Metal vessel production flourished in Crete during the Protopalatial, Neopalatial and early Postpalatial periods. Almost all of these vessels were hammered, largely from tin bronzes, and include various pans, cauldrons, hydrias, pitchers, lekanes, lamps and cups. Vessels in precious metals are also extant from Crete, but not in large numbers. The equipment and processes used to manufacture these vessels have not previously been investigated in detail. The aim of this study was to reconstruct the process used to create these vessels. An interdisciplinary approach was taken, combining archaeological research with practical metalsmithing. Initially, a comprehensive study of Minoan metallurgical technology was carried out and some of the vessels examined for evidence of their manufacture. Subsequently, Minoan metallurgical equipment such as hammers, an anvil and a hearth were replicated and used to create Minoan vessel forms including bowls, a hydria and a lekane. The results indicate that the simple tools found at many Minoan metallurgical sites are very effective for vessel making and that unhafted stone hammers, a common Minoan tool, are particularly suitable for making Minoan vessel forms. The process of creating these forms revealed that, unlike those of contemporary cultures in the region, Minoan vessels were formed predominantly by sinking, where the vessel is formed by hammering from the inside, and that only a limited amount of raising, working the vessel from the outside, was carried out. This appears to be a result of technological limitations.
“Minoan metal vessel manufacturing: Techniques and technology,” Historical Metallurgy Society Research in Progress Meeting, University of Sheffield, United Kingdom, 9 November 2011.
Hammered metal vessels in precious metals and tin bronzes were produced on Crete by Minoan smiths largely during the Neopalatial period and the first half of the Postpalatial period, between approximately 1700 and 1340 BC. Some of the more common forms in bronze include hydrias, pans, three-legged cauldrons, basins, lekanai, scoops and lamps. My PhD research in the Gold and Silversmithing Workshop at the Australian National University School of Art has involved reconstructing the technology and techniques used to manufacture these vessels by combining traditional archaeological research with practical metalsmithing carried out in the workshop. Using reconstructed Minoan tools, I have managed to recreate the vessel-making techniques. This research shows that the simple stone-tool types found at several Minoan metallurgical sites are very effective for creating the Minoan vessel forms. In this presentation I will discuss the process used to produce the vessels and demonstrate how these tools work.
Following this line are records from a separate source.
//! Error types for distrual
//!
//! All hub, node and codec errors are funneled through [`Error`].

use crate::types::ChildId;
use thiserror::Error;

/// Result type alias
pub type Result<T> = std::result::Result<T, Error>;

/// distrual error type
#[derive(Error, Debug)]
pub enum Error {
    // ========================================================================
    // Registry
    // ========================================================================
    #[error("Child limit ({capacity}) reached")]
    CapacityExceeded { capacity: usize },

    #[error("Failed to launch '{program}': {source}")]
    LaunchFailed {
        program: String,
        #[source]
        source: std::io::Error,
    },

    #[error("No child with ID {0} exists")]
    UnknownChild(ChildId),

    // ========================================================================
    // Dispatch
    // ========================================================================
    #[error("Child {0} has not announced its address yet")]
    AddressUnknown(ChildId),

    #[error("RPC error: {0}")]
    Rpc(String),

    // ========================================================================
    // Protocol
    // ========================================================================
    #[error("Decode error: {0}")]
    Decode(String),

    // ========================================================================
    // Process outcome
    // ========================================================================
    #[error("Exited abnormally: {0}")]
    AbnormalExit(String),

    // ========================================================================
    // General
    // ========================================================================
    #[error("Configuration error: {0}")]
    Config(String),

    #[error("Invalid input: {0}")]
    InvalidInput(String),

    // ========================================================================
    // External error conversions
    // ========================================================================
    #[error("IO error: {0}")]
    Io(#[from] std::io::Error),

    #[error("JSON error: {0}")]
    Json(#[from] serde_json::Error),

    #[error("Internal error: {0}")]
    Internal(String),
}

impl Error {
    /// Errors that are the operator's doing and get printed as a plain reason
    pub fn is_user_facing(&self) -> bool {
        matches!(
            self,
            Error::CapacityExceeded { .. }
                | Error::LaunchFailed { .. }
                | Error::UnknownChild(_)
                | Error::AddressUnknown(_)
                | Error::InvalidInput(_)
        )
    }

    /// Launch failure helper
    pub fn launch_failed(program: impl Into<String>, source: std::io::Error) -> Self {
        Error::LaunchFailed {
            program: program.into(),
            source,
        }
    }
}

#[cfg(test)]
mod tests {
    use super::*;

    #[test]
    fn test_user_facing_classification() {
        assert!(Error::UnknownChild(ChildId(99)).is_user_facing());
        assert!(Error::CapacityExceeded { capacity: 20 }.is_user_facing());
        assert!(!Error::Decode("bad".into()).is_user_facing());
        assert!(!Error::Internal("oops".into()).is_user_facing());
    }

    #[test]
    fn test_messages_name_the_reason() {
        assert_eq!(
            Error::CapacityExceeded { capacity: 20 }.to_string(),
            "Child limit (20) reached"
        );
        assert_eq!(
            Error::UnknownChild(ChildId(7)).to_string(),
            "No child with ID 7 exists"
        );

        let err = Error::launch_failed(
            "/no/such/bin",
            std::io::Error::new(std::io::ErrorKind::NotFound, "not found"),
        );
        assert!(err.to_string().contains("/no/such/bin"));
    }
}
//! distrual-node - worker process supervised by the hub

use clap::Parser;
use distrual_node::config::DEFAULT_LOG_LEVEL;
use distrual_node::{NodeAgent, NodeConfig};
use std::net::IpAddr;
use tracing_subscriber::{layer::SubscriberExt, util::SubscriberInitExt};

/// distrual node - serves procedures and takes commands on stdin
#[derive(Parser, Debug)]
#[command(name = "distrual-node")]
#[command(author, version, about, long_about = None)]
struct Args {
    /// RPC port; an ephemeral port is used when omitted
    #[arg(short, long)]
    port: Option<u16>,

    /// Interface to bind
    #[arg(long, default_value = "127.0.0.1")]
    host: IpAddr,

    /// Log level when RUST_LOG is unset
    #[arg(long, default_value = DEFAULT_LOG_LEVEL)]
    log_level: String,
}

#[tokio::main]
async fn main() -> anyhow::Result<()> {
    let args = Args::parse();

    // Stdout carries the envelope protocol
    tracing_subscriber::registry()
        .with(
            tracing_subscriber::EnvFilter::try_from_default_env()
                .unwrap_or_else(|_| tracing_subscriber::EnvFilter::new(&args.log_level)),
        )
        .with(
            tracing_subscriber::fmt::layer()
                .with_target(false)
                .with_writer(std::io::stderr),
        )
        .init();

    let config = NodeConfig {
        log_level: args.log_level,
        ..NodeConfig::new()
    }
    .with_host(args.host)
    .with_port(args.port);

    NodeAgent::new(config)?.run(tokio::io::stdin()).await?;

    // The stdin reader thread cannot be cancelled; do not wait for it
    std::process::exit(0);
}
“Identification of a raised vessel manufacturing workshop in Minoan Crete,” ArchaeoMetallurgy Conference (Research in Progress Meeting for the Historical Metallurgy Society), University of Bradford, United Kingdom, November 2009.
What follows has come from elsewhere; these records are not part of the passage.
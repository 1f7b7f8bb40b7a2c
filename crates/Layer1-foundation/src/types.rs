//! Shared identifier types

use serde::{Deserialize, Serialize};
use std::str::FromStr;

/// Identifier of a supervised child.
///
/// Small and reusable: the hub hands out the lowest free slot, so an id is
/// only unique among children that are alive at the same time.
#[derive(Debug, Clone, Copy, PartialEq, Eq, PartialOrd, Ord, Hash, Serialize, Deserialize)]
#[serde(transparent)]
pub struct ChildId(pub u32);

impl FromStr for ChildId {
    type Err = std::num::ParseIntError;

    fn from_str(s: &str) -> Result<Self, Self::Err> {
        s.trim().parse::<u32>().map(Self)
    }
}

impl std::fmt::Display for ChildId {
    fn fmt(&self, f: &mut std::fmt::Formatter<'_>) -> std::fmt::Result {
        write!(f, "{}", self.0)
    }
}
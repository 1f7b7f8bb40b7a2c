//! Envelope - tagged, newline-framed message
//!
//! Wire form is one compact JSON object per line:
//!
//! ```text
//! {"type":"Init","payload":"127.0.0.1:40511"}
//! {"type":"Command","payload":{"op":"snapshot"},"id":3}
//! ```

use crate::{Error, Result};
use serde::de::{self, DeserializeOwned, Deserializer, Visitor};
use serde::{Deserialize, Serialize, Serializer};
use serde_json::Value;

// ============================================================================
// MessageType
// ============================================================================

/// Envelope discriminant
///
/// The known set is closed. Anything else decodes as [`MessageType::Unknown`]
/// so newer nodes can talk to older hubs.
#[derive(Debug, Clone, PartialEq, Eq, Hash)]
pub enum MessageType {
    Event,
    Init,
    Snapshot,
    Command,
    Unknown(String),
}

impl MessageType {
    /// Legacy integer discriminants (Event = 0 .. Command = 3)
    pub fn from_code(code: u64) -> Self {
        match code {
            0 => MessageType::Event,
            1 => MessageType::Init,
            2 => MessageType::Snapshot,
            3 => MessageType::Command,
            other => MessageType::Unknown(other.to_string()),
        }
    }

    pub fn from_name(name: &str) -> Self {
        match name {
            "Event" => MessageType::Event,
            "Init" => MessageType::Init,
            "Snapshot" => MessageType::Snapshot,
            "Command" => MessageType::Command,
            other => MessageType::Unknown(other.to_string()),
        }
    }

    pub fn as_str(&self) -> &str {
        match self {
            MessageType::Event => "Event",
            MessageType::Init => "Init",
            MessageType::Snapshot => "Snapshot",
            MessageType::Command => "Command",
            MessageType::Unknown(name) => name,
        }
    }

    pub fn is_known(&self) -> bool {
        !matches!(self, MessageType::Unknown(_))
    }

    /// Known variant for an `Unknown` that holds a known name
    pub fn normalized(self) -> Self {
        match self {
            MessageType::Unknown(name) => MessageType::from_name(&name),
            known => known,
        }
    }
}

impl std::fmt::Display for MessageType {
    fn fmt(&self, f: &mut std::fmt::Formatter<'_>) -> std::fmt::Result {
        write!(f, "{}", self.as_str())
    }
}

impl Serialize for MessageType {
    fn serialize<S: Serializer>(&self, serializer: S) -> std::result::Result<S::Ok, S::Error> {
        serializer.serialize_str(self.as_str())
    }
}

impl<'de> Deserialize<'de> for MessageType {
    fn deserialize<D: Deserializer<'de>>(deserializer: D) -> std::result::Result<Self, D::Error> {
        struct TypeVisitor;

        impl<'de> Visitor<'de> for TypeVisitor {
            type Value = MessageType;

            fn expecting(&self, f: &mut std::fmt::Formatter) -> std::fmt::Result {
                f.write_str("a message type name or integer code")
            }

            fn visit_str<E: de::Error>(self, v: &str) -> std::result::Result<MessageType, E> {
                Ok(MessageType::from_name(v))
            }

            fn visit_u64<E: de::Error>(self, v: u64) -> std::result::Result<MessageType, E> {
                Ok(MessageType::from_code(v))
            }

            fn visit_i64<E: de::Error>(self, v: i64) -> std::result::Result<MessageType, E> {
                Ok(MessageType::Unknown(v.to_string()))
            }
        }

        deserializer.deserialize_any(TypeVisitor)
    }
}

// ============================================================================
// Envelope
// ============================================================================

/// A single framed message between hub and node
#[derive(Debug, Clone, PartialEq, Serialize, Deserialize)]
pub struct Envelope {
    #[serde(rename = "type", alias = "Type")]
    pub msg_type: MessageType,

    #[serde(default, alias = "Payload")]
    pub payload: Value,

    /// Correlation id pairing a `Command` with the `Event` it produced
    #[serde(default, skip_serializing_if = "Option::is_none")]
    pub id: Option<u64>,
}

impl Envelope {
    pub fn new(msg_type: MessageType, payload: Value) -> Self {
        Self {
            msg_type: msg_type.normalized(),
            payload,
            id: None,
        }
    }

    /// Handshake announcing the node's RPC address
    pub fn init(address: impl std::fmt::Display) -> Self {
        Self::new(MessageType::Init, Value::String(address.to_string()))
    }

    pub fn event(payload: Value) -> Self {
        Self::new(MessageType::Event, payload)
    }

    pub fn snapshot(payload: Value) -> Self {
        Self::new(MessageType::Snapshot, payload)
    }

    pub fn command(payload: Value) -> Self {
        Self::new(MessageType::Command, payload)
    }

    pub fn with_id(mut self, id: u64) -> Self {
        self.id = Some(id);
        self
    }

    /// Address carried by an `Init` envelope
    pub fn init_address(&self) -> Option<&str> {
        match (&self.msg_type, &self.payload) {
            (MessageType::Init, Value::String(addr)) => Some(addr.as_str()),
            _ => None,
        }
    }

    /// Deserialize the payload into a typed value
    pub fn payload_as<T: DeserializeOwned>(&self) -> Result<T> {
        serde_json::from_value(self.payload.clone())
            .map_err(|e| Error::Decode(format!("{} payload: {}", self.msg_type, e)))
    }

    /// Serialize to a single line, newline included
    pub fn encode(&self) -> Result<String> {
        let mut line = serde_json::to_string(self)?;
        line.push('\n');
        Ok(line)
    }

    /// Parse one line. Trailing CR/LF is ignored.
    pub fn decode(line: &str) -> Result<Self> {
        let line = line.trim_end_matches(|c| c == '\r' || c == '\n');
        if line.trim().is_empty() {
            return Err(Error::Decode("empty line".to_string()));
        }
        serde_json::from_str(line).map_err(|e| Error::Decode(e.to_string()))
    }
}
The identification of the site of a metallurgical workshop in Late Bronze Age (Minoan) layers in Crete is inevitably tied to the process of casting. The remains of casting are relatively easy to identify – metal spill, evidence of a high-temperature hearth, the remains of moulds, crucibles and tuyères – and allow for certainty in the identification of a workshop. Such remains have helped in the identification of workshops at Kommos, Knossos, Mochlos, Gournia and others. However, the range of metallurgical techniques used in Late Minoan Crete is much broader than casting, including forging, raising, repoussé, soldering, granulation, engraving and sheet punching. There should be remains which indicate these other processes, although they may be subtle and easily overlooked. With a focus on the manufacture of raised vessels, this paper aims to identify what equipment may have been used for the process, how a site at which raising occurred may be identified and which known Late Minoan metallurgical sites show evidence of raising having occurred.